§ Information provided:
====================
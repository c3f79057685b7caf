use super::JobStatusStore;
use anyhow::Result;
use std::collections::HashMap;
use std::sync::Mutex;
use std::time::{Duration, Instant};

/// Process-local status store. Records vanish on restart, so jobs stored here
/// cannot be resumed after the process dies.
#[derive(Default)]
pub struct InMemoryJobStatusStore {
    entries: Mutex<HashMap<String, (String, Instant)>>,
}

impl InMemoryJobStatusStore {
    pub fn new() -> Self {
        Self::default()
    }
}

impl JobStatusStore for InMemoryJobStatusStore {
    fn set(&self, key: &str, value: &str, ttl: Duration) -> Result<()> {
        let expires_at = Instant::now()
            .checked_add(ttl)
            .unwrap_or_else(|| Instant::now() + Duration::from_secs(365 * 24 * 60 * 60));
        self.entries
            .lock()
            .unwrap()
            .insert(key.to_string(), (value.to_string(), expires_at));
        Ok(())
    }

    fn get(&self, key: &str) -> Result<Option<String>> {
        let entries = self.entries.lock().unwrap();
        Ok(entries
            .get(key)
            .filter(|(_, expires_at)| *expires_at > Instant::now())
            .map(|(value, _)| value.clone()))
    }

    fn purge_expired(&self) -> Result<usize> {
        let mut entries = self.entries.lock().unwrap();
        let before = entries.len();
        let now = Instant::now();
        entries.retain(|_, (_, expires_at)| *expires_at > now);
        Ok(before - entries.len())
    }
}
====================
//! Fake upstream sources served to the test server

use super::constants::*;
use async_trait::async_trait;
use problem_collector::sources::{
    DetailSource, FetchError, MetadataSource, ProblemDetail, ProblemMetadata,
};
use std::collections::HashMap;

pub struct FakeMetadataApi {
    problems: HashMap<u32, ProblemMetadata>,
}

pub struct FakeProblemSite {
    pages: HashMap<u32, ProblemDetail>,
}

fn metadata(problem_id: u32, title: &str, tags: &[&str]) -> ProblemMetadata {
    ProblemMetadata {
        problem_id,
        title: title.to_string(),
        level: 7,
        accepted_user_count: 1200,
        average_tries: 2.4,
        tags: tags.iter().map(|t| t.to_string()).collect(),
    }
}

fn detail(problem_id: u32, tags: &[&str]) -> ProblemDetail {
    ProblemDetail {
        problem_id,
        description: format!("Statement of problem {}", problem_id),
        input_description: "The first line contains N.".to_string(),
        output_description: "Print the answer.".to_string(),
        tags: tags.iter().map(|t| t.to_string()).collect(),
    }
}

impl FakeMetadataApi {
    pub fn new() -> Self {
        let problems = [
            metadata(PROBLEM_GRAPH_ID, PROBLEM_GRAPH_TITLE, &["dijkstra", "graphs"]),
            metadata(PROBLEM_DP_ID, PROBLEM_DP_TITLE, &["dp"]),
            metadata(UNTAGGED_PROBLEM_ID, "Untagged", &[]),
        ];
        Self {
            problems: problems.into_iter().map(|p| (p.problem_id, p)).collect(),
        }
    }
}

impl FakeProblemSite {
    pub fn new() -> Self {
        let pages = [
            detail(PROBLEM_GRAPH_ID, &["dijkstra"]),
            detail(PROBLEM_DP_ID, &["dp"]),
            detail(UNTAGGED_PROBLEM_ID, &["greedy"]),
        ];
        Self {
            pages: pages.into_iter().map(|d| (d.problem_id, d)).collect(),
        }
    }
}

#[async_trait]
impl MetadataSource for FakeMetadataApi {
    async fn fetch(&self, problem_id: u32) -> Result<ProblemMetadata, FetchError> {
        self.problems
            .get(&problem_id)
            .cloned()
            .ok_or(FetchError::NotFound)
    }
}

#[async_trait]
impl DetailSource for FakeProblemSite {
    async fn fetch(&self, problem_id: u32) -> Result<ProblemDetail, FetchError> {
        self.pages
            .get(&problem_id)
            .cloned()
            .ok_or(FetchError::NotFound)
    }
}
====================
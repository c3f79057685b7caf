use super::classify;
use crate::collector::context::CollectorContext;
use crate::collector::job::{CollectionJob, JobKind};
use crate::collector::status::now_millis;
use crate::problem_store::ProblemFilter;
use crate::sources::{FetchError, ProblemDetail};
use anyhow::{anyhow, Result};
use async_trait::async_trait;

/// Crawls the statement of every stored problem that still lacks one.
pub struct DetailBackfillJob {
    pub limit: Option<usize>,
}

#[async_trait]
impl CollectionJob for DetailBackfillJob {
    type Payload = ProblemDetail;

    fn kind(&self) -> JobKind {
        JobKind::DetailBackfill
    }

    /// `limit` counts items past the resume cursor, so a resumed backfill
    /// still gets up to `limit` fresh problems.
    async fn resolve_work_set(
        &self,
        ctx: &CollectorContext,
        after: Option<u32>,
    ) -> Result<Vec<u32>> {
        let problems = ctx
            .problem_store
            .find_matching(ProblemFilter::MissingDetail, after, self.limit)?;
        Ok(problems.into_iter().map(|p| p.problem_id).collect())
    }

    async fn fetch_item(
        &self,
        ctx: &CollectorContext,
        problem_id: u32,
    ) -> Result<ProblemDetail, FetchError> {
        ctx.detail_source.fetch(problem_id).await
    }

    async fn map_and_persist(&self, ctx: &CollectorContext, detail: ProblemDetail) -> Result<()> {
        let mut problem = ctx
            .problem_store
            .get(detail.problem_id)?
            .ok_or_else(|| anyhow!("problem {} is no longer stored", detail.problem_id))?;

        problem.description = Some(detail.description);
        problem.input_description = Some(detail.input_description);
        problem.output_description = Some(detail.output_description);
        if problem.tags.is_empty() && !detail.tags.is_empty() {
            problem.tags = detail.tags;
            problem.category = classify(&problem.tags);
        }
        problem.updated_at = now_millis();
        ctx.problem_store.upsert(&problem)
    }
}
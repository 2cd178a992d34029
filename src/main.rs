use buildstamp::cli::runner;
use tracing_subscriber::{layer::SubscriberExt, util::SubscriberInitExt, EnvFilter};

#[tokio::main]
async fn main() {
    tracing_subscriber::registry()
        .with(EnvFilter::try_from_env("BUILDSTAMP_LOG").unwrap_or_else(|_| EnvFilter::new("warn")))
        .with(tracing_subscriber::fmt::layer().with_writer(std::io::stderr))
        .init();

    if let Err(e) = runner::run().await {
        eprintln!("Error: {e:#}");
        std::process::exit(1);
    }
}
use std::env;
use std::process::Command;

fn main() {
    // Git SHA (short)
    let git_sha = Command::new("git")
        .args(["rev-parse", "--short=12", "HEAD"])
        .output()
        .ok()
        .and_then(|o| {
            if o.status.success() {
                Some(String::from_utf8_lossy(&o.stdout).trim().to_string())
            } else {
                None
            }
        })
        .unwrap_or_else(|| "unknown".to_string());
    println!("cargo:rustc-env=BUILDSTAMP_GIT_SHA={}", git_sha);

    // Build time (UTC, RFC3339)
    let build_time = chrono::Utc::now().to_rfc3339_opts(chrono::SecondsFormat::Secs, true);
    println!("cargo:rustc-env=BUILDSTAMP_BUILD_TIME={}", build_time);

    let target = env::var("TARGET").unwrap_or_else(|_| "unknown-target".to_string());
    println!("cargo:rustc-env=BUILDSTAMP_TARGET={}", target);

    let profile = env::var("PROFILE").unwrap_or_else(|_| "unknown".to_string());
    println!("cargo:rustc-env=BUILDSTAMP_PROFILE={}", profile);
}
====================
§ Task details:
In the listing above, find the line containing "24 * 60 * 60));" and the line containing "fn get(&self, key: &str)", then quote both, plus every line between them, exactly as written.

§ Exercise answer:
            .unwrap_or_else(|| Instant::now() + Duration::from_secs(365 * 24 * 60 * 60));
        self.entries
            .lock()
            .unwrap()
            .insert(key.to_string(), (value.to_string(), expires_at));
        Ok(())
    }

    fn get(&self, key: &str) -> Result<Option<String>> {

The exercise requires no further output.